The lines from the top of the records below through the one containing "const PERMILLE: f64 = 1000.0;" are to be transcribed exactly, and nothing else is to be added.

_Given data:_
-- Opening Marker --

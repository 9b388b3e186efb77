use super::error::ResultError;
use super::store::{HourView, ResultStore};
use crate::core::models::cell::{ALIVE_COLUMN, CellRecord};
use crate::core::models::molecule::Molecule;
use crate::core::models::timepoint::Timepoint;
use nalgebra::DMatrix;

const PERMILLE: f64 = 1000.0;

/// One visible cell of the lower-triangular table.
#[derive(Debug, Clone, Copy, PartialEq)]
pub struct TriangleCell {
    pub y: Molecule,
    pub x: Molecule,
    pub value: f64,
}

/// Co-activation counts among living cells: entry `(y, x)` counts cells whose
/// `y` flag equals `active_y` and whose `x` flag equals `active_x`.
#[derive(Debug, Clone, PartialEq)]
pub struct ActivationMatrix {
    molecules: Vec<Molecule>,
    counts: DMatrix<u64>,
    active_x: bool,
    active_y: bool,
    fields: usize,
}

impl ActivationMatrix {
    fn indicator(records: &[&CellRecord], molecules: &[Molecule], state: bool) -> DMatrix<u64> {
        DMatrix::from_fn(records.len(), molecules.len(), |i, j| {
            u64::from(records[i].is_active(molecules[j]) == state)
        })
    }

    pub fn molecules(&self) -> &[Molecule] {
        &self.molecules
    }

    pub fn counts(&self) -> &DMatrix<u64> {
        &self.counts
    }

    pub fn active_x(&self) -> bool {
        self.active_x
    }

    pub fn active_y(&self) -> bool {
        self.active_y
    }

    /// Number of lattice fields (alive or dead) at the timepoint.
    pub fn fields(&self) -> usize {
        self.fields
    }

    pub fn get(&self, y: Molecule, x: Molecule) -> Option<u64> {
        let row = self.molecules.iter().position(|m| *m == y)?;
        let col = self.molecules.iter().position(|m| *m == x)?;
        Some(self.counts[(row, col)])
    }

    /// Counts per thousand lattice fields; NaN when there are no fields.
    pub fn permille(&self) -> DMatrix<f64> {
        let fields = self.fields as f64;
        self.counts.map(|c| {
            if self.fields == 0 {
                f64::NAN
            } else {
                PERMILLE * c as f64 / fields
            }
        })
    }

    /// Permille values of the pairs with `x` before `y` in catalogue order,
    /// row by row from the last molecule upwards.
    pub fn lower_triangle(&self) -> Vec<TriangleCell> {
        let permille = self.permille();
        let n = self.molecules.len();
        let mut cells = Vec::with_capacity(n * n.saturating_sub(1) / 2);
        for row in (1..n).rev() {
            for col in 0..row {
                cells.push(TriangleCell {
                    y: self.molecules[row],
                    x: self.molecules[col],
                    value: permille[(row, col)],
                });
            }
        }
        cells
    }
}

impl ResultStore {
    fn activation_matrix(
        &self,
        view: HourView<'_>,
        active_x: bool,
        active_y: bool,
    ) -> Result<ActivationMatrix, ResultError> {
        let alive = self
            .schema()
            .position(ALIVE_COLUMN)
            .ok_or_else(|| ResultError::MissingColumn(ALIVE_COLUMN.to_string()))?;
        let living: Vec<&CellRecord> = view
            .records()
            .iter()
            .filter(|r| r.value_at(alive) > 0.0)
            .collect();

        let molecules = self.schema().molecules();
        let x = ActivationMatrix::indicator(&living, &molecules, active_x);
        let y = ActivationMatrix::indicator(&living, &molecules, active_y);

        Ok(ActivationMatrix {
            counts: y.transpose() * x,
            molecules,
            active_x,
            active_y,
            fields: view.len(),
        })
    }

    pub fn pairwise_activation_matrix_at_timepoint(
        &self,
        timepoint: Timepoint,
        active_x: bool,
        active_y: bool,
    ) -> Result<ActivationMatrix, ResultError> {
        self.activation_matrix(self.at_timepoint(timepoint), active_x, active_y)
    }

    /// Pairwise co-activation counts among living cells at `hour`.
    /// Unobserved hours give an all-zero matrix over zero fields.
    pub fn pairwise_activation_matrix(
        &self,
        hour: f64,
        active_x: bool,
        active_y: bool,
    ) -> Result<ActivationMatrix, ResultError> {
        self.activation_matrix(self.at(hour), active_x, active_y)
    }
}
use super::molecule::Molecule;
use super::timepoint::Timepoint;

/// Name of the entity identifier column in per-timepoint state files.
pub const ID_COLUMN: &str = "id";
/// Name of the liveness column in per-timepoint state files.
pub const ALIVE_COLUMN: &str = "alive";

pub type CellId = u64;

/// Union of the numeric columns seen across all state files of a run,
/// in first-seen order. The identifier column is kept out of `columns`.
#[derive(Debug, Clone, Default, PartialEq, Eq)]
pub struct Schema {
    columns: Vec<String>,
}

impl Schema {
    pub fn new() -> Self {
        Self::default()
    }

    /// Adds a column if missing and returns its position.
    pub fn intern(&mut self, name: &str) -> usize {
        match self.position(name) {
            Some(i) => i,
            None => {
                self.columns.push(name.to_string());
                self.columns.len() - 1
            }
        }
    }

    pub fn position(&self, name: &str) -> Option<usize> {
        self.columns.iter().position(|c| c == name)
    }

    pub fn columns(&self) -> &[String] {
        &self.columns
    }

    pub fn len(&self) -> usize {
        self.columns.len()
    }

    pub fn is_empty(&self) -> bool {
        self.columns.is_empty()
    }

    pub fn has_molecule(&self, molecule: Molecule) -> bool {
        self.position(molecule.column()).is_some()
    }

    /// Molecules with a column in this schema, in catalogue order.
    pub fn molecules(&self) -> Vec<Molecule> {
        Molecule::ALL
            .into_iter()
            .filter(|m| self.has_molecule(*m))
            .collect()
    }
}

/// One cell observed at one timepoint.
#[derive(Debug, Clone)]
pub struct CellRecord {
    pub id: CellId,
    pub timepoint: Timepoint,
    values: Vec<f64>,
    activation: [bool; Molecule::COUNT],
}

impl CellRecord {
    /// Builds a record whose `values` are laid out by `schema`, deriving the
    /// activation flags of every molecule the schema carries.
    pub fn new(id: CellId, timepoint: Timepoint, values: Vec<f64>, schema: &Schema) -> Self {
        let mut activation = [false; Molecule::COUNT];
        for molecule in Molecule::ALL {
            if let Some(i) = schema.position(molecule.column()) {
                activation[molecule.index()] =
                    molecule.is_active(values.get(i).copied().unwrap_or(f64::NAN));
            }
        }
        Self {
            id,
            timepoint,
            values,
            activation,
        }
    }

    pub fn hour(&self) -> f64 {
        self.timepoint.hours()
    }

    pub fn value_at(&self, position: usize) -> f64 {
        self.values.get(position).copied().unwrap_or(f64::NAN)
    }

    pub fn values(&self) -> &[f64] {
        &self.values
    }

    pub fn is_active(&self, molecule: Molecule) -> bool {
        self.activation[molecule.index()]
    }
}
use phf::{Map, phf_map};
use std::fmt;

/// Suffix appended to a molecule column name to form its activation flag name.
pub const ACTIVATION_SUFFIX: &str = "_act";

/// Intracellular species tracked per cell by the simulator.
#[derive(Debug, Clone, Copy, PartialEq, Eq, Hash, PartialOrd, Ord)]
pub enum Molecule {
    Vinf,
    Vrna,
    Vprot,
    Pirf3,
    Ifni,
    Pstat,
    Isg,
}

#[rustfmt::skip]
static MOLECULE_BY_COLUMN: Map<&'static str, Molecule> = phf_map! {
    "Vinf"  => Molecule::Vinf,
    "VRNA"  => Molecule::Vrna,
    "Vprot" => Molecule::Vprot,
    "pIRF3" => Molecule::Pirf3,
    "IFNi"  => Molecule::Ifni,
    "pSTAT" => Molecule::Pstat,
    "ISG"   => Molecule::Isg,
};

impl Molecule {
    pub const COUNT: usize = 7;

    /// Catalogue order, matching the column order written by the simulator.
    pub const ALL: [Molecule; Molecule::COUNT] = [
        Molecule::Vinf,
        Molecule::Vrna,
        Molecule::Vprot,
        Molecule::Pirf3,
        Molecule::Ifni,
        Molecule::Pstat,
        Molecule::Isg,
    ];

    pub fn column(self) -> &'static str {
        match self {
            Molecule::Vinf => "Vinf",
            Molecule::Vrna => "VRNA",
            Molecule::Vprot => "Vprot",
            Molecule::Pirf3 => "pIRF3",
            Molecule::Ifni => "IFNi",
            Molecule::Pstat => "pSTAT",
            Molecule::Isg => "ISG",
        }
    }

    /// Minimum level at which the species counts as active.
    ///
    /// Downstream analyses depend on these exact cutoffs; they are not uniform.
    pub fn activation_threshold(self) -> f64 {
        match self {
            Molecule::Vinf => 1.0,
            Molecule::Vrna => 3.0,
            Molecule::Vprot => 1.0,
            Molecule::Pirf3 => 3.0,
            Molecule::Ifni => 3.0,
            Molecule::Pstat => 1.0,
            Molecule::Isg => 3.0,
        }
    }

    /// Highest level listed individually in per-hour summaries.
    pub fn display_max(self) -> u32 {
        match self {
            Molecule::Vinf => 1,
            _ => 3,
        }
    }

    pub fn index(self) -> usize {
        self as usize
    }

    pub fn is_active(self, level: f64) -> bool {
        level >= self.activation_threshold()
    }

    pub fn flag_name(self) -> String {
        format!("{}{}", self.column(), ACTIVATION_SUFFIX)
    }

    pub fn from_column(name: &str) -> Option<Self> {
        MOLECULE_BY_COLUMN.get(name).copied()
    }

    /// Resolves `"<column>_act"` to its molecule.
    pub fn from_flag_name(name: &str) -> Option<Self> {
        name.strip_suffix(ACTIVATION_SUFFIX)
            .and_then(Self::from_column)
    }
}

impl fmt::Display for Molecule {
    fn fmt(&self, f: &mut fmt::Formatter<'_>) -> fmt::Result {
        f.pad(self.column())
    }
}
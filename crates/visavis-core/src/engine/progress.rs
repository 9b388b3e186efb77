/// Milestones of a simulation run, forwarded to whoever renders them.
#[derive(Debug, Clone, PartialEq)]
pub enum Progress {
    PhaseStart { name: &'static str },
    PhaseFinish,

    TaskStart { total_steps: u64 },
    TaskIncrement,
    TaskFinish,

    Message(String),
}

pub type ProgressCallback<'a> = Box<dyn Fn(Progress) + Send + Sync + 'a>;

/// Forwards [`Progress`] events to an optional callback. Shared across the
/// annotation workers, so the callback must be thread-safe.
#[derive(Default)]
pub struct ProgressReporter<'a> {
    callback: Option<ProgressCallback<'a>>,
}

impl<'a> ProgressReporter<'a> {
    pub fn new() -> Self {
        Self::default()
    }

    pub fn with_callback(callback: ProgressCallback<'a>) -> Self {
        Self {
            callback: Some(callback),
        }
    }

    #[inline]
    pub fn report(&self, event: Progress) {
        if let Some(cb) = &self.callback {
            cb(event);
        }
    }

    pub fn message(&self, text: impl Into<String>) {
        if self.callback.is_some() {
            self.report(Progress::Message(text.into()));
        }
    }
}

#[cfg(test)]
mod tests {
    use super::*;
    use std::sync::{Arc, Mutex};

    #[test]
    fn reporter_without_callback_is_silent() {
        let reporter = ProgressReporter::new();
        reporter.report(Progress::PhaseFinish);
        reporter.message("nobody listens");
    }

    #[test]
    fn reporter_forwards_events_in_order() {
        let seen = Arc::new(Mutex::new(Vec::new()));
        let sink = seen.clone();
        let reporter = ProgressReporter::with_callback(Box::new(move |p| {
            sink.lock().unwrap().push(p);
        }));

        reporter.report(Progress::PhaseStart { name: "Simulation" });
        reporter.message("Finished simulation");
        reporter.report(Progress::PhaseFinish);

        assert_eq!(
            *seen.lock().unwrap(),
            vec![
                Progress::PhaseStart { name: "Simulation" },
                Progress::Message("Finished simulation".to_string()),
                Progress::PhaseFinish,
            ]
        );
    }
}
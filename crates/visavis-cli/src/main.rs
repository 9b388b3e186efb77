mod cli;
mod commands;
mod config;
mod error;
mod logging;
mod utils;

use crate::cli::{Cli, Commands};
use crate::error::{CliError, Result};
use clap::Parser;
use tracing::{debug, error, info};

#[tokio::main]
async fn main() {
    if let Err(e) = run_app().await {
        eprintln!("\n❌ Error: {}", e);
        std::process::exit(1);
    }
}

async fn run_app() -> Result<()> {
    let cli = Cli::parse();
    logging::setup_logging(cli.verbose, cli.quiet, cli.log_file.as_deref())?;

    let (panic_hook, eyre_hook) = color_eyre::config::HookBuilder::default().into_hooks();
    eyre_hook.install().map_err(|e| CliError::Other(e.into()))?;
    std::panic::set_hook(Box::new(move |pi| {
        error!("{}", panic_hook.panic_report(pi));
    }));

    info!("VIS-A-VIS CLI v{} starting up.", env!("CARGO_PKG_VERSION"));
    debug!("Full CLI arguments parsed: {:?}", &cli);

    if let Some(num_threads) = cli.threads {
        info!(
            "Setting Rayon global thread pool to {} threads.",
            num_threads
        );
        rayon::ThreadPoolBuilder::new()
            .num_threads(num_threads)
            .build_global()
            .map_err(|e| {
                CliError::Other(anyhow::anyhow!("Failed to build global thread pool: {}", e))
            })?;
    }

    let command_result = match cli.command {
        Commands::Run(args) => {
            info!("Dispatching to 'run' command.");
            commands::run::run(args).await
        }
        Commands::Analyze(args) => {
            info!("Dispatching to 'analyze' command.");
            commands::analyze::run(args).await
        }
        Commands::Parameters(args) => {
            info!("Dispatching to 'parameters' command.");
            commands::parameters::run(args).await
        }
    };

    match &command_result {
        Ok(()) => info!("Command completed successfully."),
        Err(e) => error!("Command failed: {}", e),
    }
    command_result
}
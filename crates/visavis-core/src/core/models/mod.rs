//! # Core Models Module
//!
//! - [`parameters`] - Reaction and transport rates written to `parameters.json`
//! - [`molecule`] - The seven tracked species and their activation thresholds
//! - [`timepoint`] - Exact timepoints and their file-name encoding
//! - [`cell`] - Column schema and one cell's state at one timepoint
//!
//! ```ignore
//! use visavis::core::models::timepoint::Timepoint;
//!
//! let t = Timepoint::from_file_name("t_00-5h.csv", "csv")?;
//! assert_eq!(t.hours(), -5.0);
//! ```

pub mod cell;
pub mod molecule;
pub mod parameters;
pub mod timepoint;
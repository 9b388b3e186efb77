//! # Workflows Module
//!
//! User-facing entry points that tie the `engine` and `results` layers together.
//!
//! - **Simulation** ([`simulate`]) - Runs the simulator in a fresh workspace and
//!   loads its output into a [`ResultStore`](crate::results::ResultStore).
//! - **Annotation** ([`annotate`]) - Hands every output image to an
//!   [`Annotator`](annotate::Annotator), in parallel across timepoints.

pub mod annotate;
pub mod simulate;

-- Closing Marker --

_Answer space:_
repository 9b388b3e186efb77
use super::error::ResultError;
use super::store::{HourView, ResultStore};
use crate::core::models::cell::{ALIVE_COLUMN, CellRecord};
use crate::core::models::molecule::Molecule;
use crate::core::models::timepoint::Timepoint;
use nalgebra::DMatrix;

const PERMILLE: f64 = 1000.0;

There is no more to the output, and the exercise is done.